BTW buying a more powerful MIG set than you need often makes it less suitable for low power jobs like car bodywork. You can do a lot with even a 100A set, including weld stainless and (with some models) you can weld aluminium too.

Although I have a choice of about seven different welding sets, to this day my go-to machine for car bodywork and all kinds of other small jobs is a fairly basic 90A set. It just allows precise welding because it starts and stops briskly (relay-controlled sets often don't), has useful controls, and has a very compact torch that gets into small corners that is fairly miserly with gas consumption too.

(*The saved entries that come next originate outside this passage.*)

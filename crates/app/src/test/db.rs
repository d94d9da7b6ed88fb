//! Per-test databases inside one shared PostgreSQL container.

use once_cell::sync::Lazy;
use sqlx::{Connection, PgConnection, PgPool};
use testcontainers_modules::{
    postgres::Postgres as PostgresImage,
    testcontainers::{ContainerAsync, ImageExt, runners::AsyncRunner},
};
use tokio::sync::{OnceCell, mpsc};

use crate::database::Db;

const TEST_USER: &str = "inventory_test";
const TEST_PASSWORD: &str = "inventory_test_password";

/// Rejects names that cannot be interpolated into `CREATE DATABASE` safely.
///
/// Names must be 1-63 characters, start with a letter or underscore and hold only
/// letters, digits, underscores and dollar signs.
fn validate_database_name(name: &str) -> Result<(), String> {
    if name.is_empty() || name.len() > 63 {
        return Err("database name must be 1-63 characters long".to_string());
    }

    if !name.starts_with(|c: char| c.is_ascii_alphabetic() || c == '_') {
        return Err("database name must start with a letter or underscore".to_string());
    }

    if !name
        .chars()
        .all(|c| c.is_ascii_alphanumeric() || c == '_' || c == '$')
    {
        return Err(
            "database name can only contain letters, digits, underscores and dollar signs"
                .to_string(),
        );
    }

    Ok(())
}

async fn init_postgres_container() -> ContainerAsync<PostgresImage> {
    PostgresImage::default()
        .with_user(TEST_USER)
        .with_password(TEST_PASSWORD)
        .with_db_name("inventory_test")
        .with_env_var("POSTGRES_INITDB_ARGS", "--auth-host=trust")
        .start()
        .await
        .expect("failed to start PostgreSQL container")
}

static POSTGRES_CONTAINER: Lazy<OnceCell<ContainerAsync<PostgresImage>>> = Lazy::new(OnceCell::new);

static CLEANUP_SENDER: Lazy<OnceCell<mpsc::UnboundedSender<String>>> = Lazy::new(OnceCell::new);

async fn init_cleanup_task() -> mpsc::UnboundedSender<String> {
    let (sender, mut receiver) = mpsc::unbounded_channel::<String>();

    tokio::spawn(async move {
        while let Some(db_name) = receiver.recv().await {
            if let Err(err) = drop_database(&db_name).await {
                tracing::warn!(%db_name, %err, "failed to drop test database");
            }
        }
    });

    sender
}

async fn server_url(database: &str) -> String {
    let container = POSTGRES_CONTAINER
        .get_or_init(init_postgres_container)
        .await;

    let port = container
        .get_host_port_ipv4(5432)
        .await
        .expect("failed to get container port");

    let host =
        std::env::var("TESTCONTAINERS_HOST_OVERRIDE").unwrap_or_else(|_| "localhost".to_string());

    format!("postgresql://{TEST_USER}:{TEST_PASSWORD}@{host}:{port}/{database}")
}

async fn drop_database(db_name: &str) -> Result<(), sqlx::Error> {
    if POSTGRES_CONTAINER.get().is_none() || validate_database_name(db_name).is_err() {
        return Ok(());
    }

    let mut conn = PgConnection::connect(&server_url("postgres").await).await?;

    sqlx::query(&format!("DROP DATABASE IF EXISTS \"{db_name}\""))
        .execute(&mut conn)
        .await?;

    conn.close().await
}

/// A freshly migrated database, dropped in the background once the value goes away.
///
/// Every test gets its own database, so services commit normally and no rollback
/// fixture is needed.
#[derive(Debug)]
pub struct TestDb {
    pool: PgPool,
    name: String,
}

impl Drop for TestDb {
    fn drop(&mut self) {
        if let Some(sender) = CLEANUP_SENDER.get() {
            let _ = sender.send(self.name.clone());
        }
    }
}

impl TestDb {
    pub async fn new() -> Self {
        let nanos = std::time::SystemTime::now()
            .duration_since(std::time::UNIX_EPOCH)
            .unwrap()
            .as_nanos();

        let thread_id = std::thread::current().id();

        let name =
            format!("inventory_test_{nanos}_{thread_id:?}").replace([':', ' ', '(', ')'], "");

        Self::with_name(&name).await
    }

    pub async fn with_name(db_name: &str) -> Self {
        CLEANUP_SENDER.get_or_init(init_cleanup_task).await;

        if let Err(error) = validate_database_name(db_name) {
            panic!("invalid database name '{db_name}': {error}");
        }

        let mut conn = PgConnection::connect(&server_url("postgres").await)
            .await
            .expect("failed to connect to the postgres database");

        sqlx::query(&format!("CREATE DATABASE \"{db_name}\""))
            .execute(&mut conn)
            .await
            .expect("failed to create test database");

        conn.close().await.expect("failed to close admin connection");

        let pool = PgPool::connect(&server_url(db_name).await)
            .await
            .expect("failed to connect to test database");

        let db = Self {
            pool,
            name: db_name.to_string(),
        };

        db.app_db()
            .migrate()
            .await
            .expect("failed to run migrations on test database");

        db
    }

    pub fn pool(&self) -> &PgPool {
        &self.pool
    }

    /// Application handle over this database's pool.
    pub fn app_db(&self) -> Db {
        Db::new(self.pool.clone())
    }
}

#[cfg(test)]
mod tests {
    use super::*;

    #[test]
    fn accepts_generated_style_names() {
        assert!(validate_database_name("inventory_test_123_ThreadId2").is_ok());
        assert!(validate_database_name("_leading_underscore").is_ok());
        assert!(validate_database_name("with$dollar").is_ok());
    }

    #[test]
    fn rejects_unsafe_names() {
        assert!(validate_database_name("").is_err());
        assert!(validate_database_name(&"a".repeat(64)).is_err());
        assert!(validate_database_name("1starts_with_digit").is_err());
        assert!(validate_database_name("has-hyphen").is_err());
        assert!(validate_database_name("quote\"d").is_err());
    }

    #[tokio::test]
    async fn fresh_database_has_seeded_lookup_tables() {
        let test_db = TestDb::new().await;

        let category_types: i64 = sqlx::query_scalar("SELECT COUNT(*) FROM category_types")
            .fetch_one(test_db.pool())
            .await
            .expect("category_types should exist");

        let statuses: i64 = sqlx::query_scalar("SELECT COUNT(*) FROM order_statuses")
            .fetch_one(test_db.pool())
            .await
            .expect("order_statuses should exist");

        assert_eq!(category_types, 5);
        assert_eq!(statuses, 4);
    }
}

MIG weld beads can be dressed by grinding, at which point you will find out if the weld beads are really sound and you can make the final job look as good as you want.

Some other comments

- MIG welding with CO2 or CO2 mix is quite tolerant of small amounts of rust and contamination on steel, in stark contrast to TIG, where you will soon start using the tungsten as a consumable on the same jobs.

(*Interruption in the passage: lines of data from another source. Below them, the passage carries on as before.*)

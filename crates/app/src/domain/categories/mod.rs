//! Product Categories

pub mod models;
pub mod records;
pub mod service;
pub mod store;

pub use service::*;
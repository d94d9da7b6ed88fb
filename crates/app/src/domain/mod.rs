//! Inventory Domain Concerns

pub mod categories;
pub mod errors;
pub mod orders;
pub mod products;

- If you are a skilled welder and you want to leave your (benchtop fabricated) weld beads 'on show' TIG is best for that.

- the fit-up of parts needs to be x5 or x10 better when TIG welding than in MIG welding, esp in stainless.

- when MIG welding you can often hold the parts with your unused hand, so no fixtures required. Unless you have a spool gun (expensive to run because you need small spools of wire) TIG cannot do this; everything needs to be clamped or tacked.

- gas costs are high in TIG (argon), cheaper in MIG (argon CO2 mix) and potentially very cheap if you use CO2/MIG

- gas consumption varies roughly pro-rata with nozzle area; thus a torch with a nozzle x1.4 on diameter is going to use about x2 gas

- a MIG torch with the smallest common size (M5 threaded) contact tip should be good enough to weld at ~120A with a moderate duty cycle

- expensive MIG sets have an adjustable gas delay so that once the arc is off, the weld can cool in shielding gas without becoming oxidised. Cheap sets have a gas valve that opens just before the welding is possible, thus allowing completely independent control of gas and wire feed

- some cheap MIG sets turn only the wire feed on and off, leaving the contact tip live even when you are not welding. Such sets are comparatively rare these days and can be avoided without spending a lot of extra money. In the blurb it should say 'dead torch' if the welding power goes on and off with the wire feed like it should. Always check this when looking to buy a machine.

- You can MIG weld stainless steel using Ar/CO2 mix.

- if you are welding out of doors any kind of breeze is a problem for a gas shielded process; temporary shields are required but you can do a lot by shielding the work using your unused (gloved!) hand when MIG welding at low power.

- You can buy cheap machines that use the (oxymoronic) 'gasless MIG' process. The one good thing about this is that you can weld in a breeze and you don't have to worry about having a bottle of gas. But the welds are often shite, running costs are horrendous (spools of wire are x5 ore expensive and weight for weight you get less than half the weld metal deposit), there is more UV emitted, the fumes are more poisonous and the torch (bereft of cooling gas flow) will overheat more easily.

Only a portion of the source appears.